植物園「 槐松亭 」

バラと蘭とその他もろもろの植物に囲まれ、メダカと野鳥と甲斐犬すみれと暮らす

封門の石 石の価値は彫ってみてわかる

2022年02月09日 | 篆刻
 相変わらず暇さえあれば、篆刻印を彫っています。また、ヤフオクをチェックして「印材」を物色しています。今年の年初の目標は、篆刻の公募展出品と手持ち書道具のヤフオク出品(処分)であります。欲に駆られて落札し続けているうち一生分の印材が在庫になりました。また、ヤフオクを始めたての頃、何の知識や「見る目」もないままにランダムに落札した書道紙・墨・硯などが室内の棚や収納に溢れているのです。

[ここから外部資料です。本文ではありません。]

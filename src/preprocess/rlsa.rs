use super::RunLengthSmoother;
use crate::image::{BinaryImage, ImageView, ImageViewMut, INK, INK_CUTOFF};

/// Run-length smoothing: background runs no longer than the threshold and
/// bounded by ink on both sides are filled with ink. Runs touching the image
/// border are left alone. With both directions enabled the horizontal pass
/// runs first and the vertical pass sees its output.
#[derive(Clone, Copy, Debug, Default)]
pub struct Rlsa;

impl RunLengthSmoother for Rlsa {
    fn smooth(
        &self,
        image: &BinaryImage,
        horizontal: bool,
        vertical: bool,
        threshold: u32,
    ) -> BinaryImage {
        let mut out = image.clone();
        let limit = threshold as usize;
        if limit == 0 {
            return out;
        }
        if horizontal {
            for y in 0..out.height() {
                fill_short_gaps(out.row_mut(y), limit);
            }
        }
        if vertical {
            let mut column = vec![0u8; out.height()];
            for x in 0..out.width() {
                for (y, px) in column.iter_mut().enumerate() {
                    *px = out.get(x, y);
                }
                fill_short_gaps(&mut column, limit);
                for (y, &px) in column.iter().enumerate() {
                    out.set(x, y, px);
                }
            }
        }
        out
    }
}

fn fill_short_gaps(line: &mut [u8], limit: usize) {
    let mut last_ink: Option<usize> = None;
    for i in 0..line.len() {
        if line[i] >= INK_CUTOFF {
            continue;
        }
        if let Some(prev) = last_ink {
            let gap = i - prev - 1;
            if gap > 0 && gap <= limit {
                line[prev + 1..i].fill(INK);
            }
        }
        last_ink = Some(i);
    }
}

#[cfg(test)]
mod tests {
    use super::*;
    use crate::image::BACKGROUND;

    fn row(pattern: &str) -> BinaryImage {
        let data = pattern
            .bytes()
            .map(|c| if c == b'#' { INK } else { BACKGROUND })
            .collect::<Vec<_>>();
        BinaryImage::new(pattern.len(), 1, data).unwrap()
    }

    #[test]
    fn bridges_short_gaps_only() {
        let img = row("..#..#.....#..");
        let out = Rlsa.smooth(&img, true, false, 3);
        let expect = row("..####.....#..");
        assert_eq!(out, expect);
    }

    #[test]
    fn vertical_pass_works_on_columns() {
        let mut img = BinaryImage::blank(1, 5).unwrap();
        img.set(0, 0, INK);
        img.set(0, 3, INK);
        let out = Rlsa.smooth(&img, false, true, 2);
        assert_eq!(out.ink_count(), 4);
        assert!(!out.is_ink(0, 4));
    }
}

 本当に必要な消耗品(半紙・印材)を除けば、書道筆は10本もあれば間に合うのに200本以上になりました。基本的に「墨汁」で練習するので、墨を磨るための硯は不要なことに気づいたのは時遅く、すでに数十個あります。印泥や書道本、硯に水を差す「水滴」などもせいぜい数個在れば事足りるのに、ヤフオクで見かけるとつい手を出しています。

 約二年間でワタシの評価点が二百数十ポイントということは、300回近く落札したことになります。そのほとんどは1回1万円以下なのですが、それでもかなりの金額を費やしたことになります。これをせめて半分は回収しよう、部屋も片付くし、また落札する軍資金になります(笑)。

 印材に関して言えば、①観賞用・愛玩用の高価な印・年代物の古印 ②作品・商品用の良質な印、紐がある良材 ③練習用の安い印材と大別しております。普段は、摸刻や練習で、安物か他人様がすでに彫ったものを印面を潰して再利用するのに使う③になります。②の良材は、「青田石」の旧坑産出に限ります。これは、実際彫ってみてわかるものですが、篆刻の先生方も異口同音に古い時代に、銘石が埋蔵された山から採掘され切り出された「旧青田」が彫りやすいと評価しています。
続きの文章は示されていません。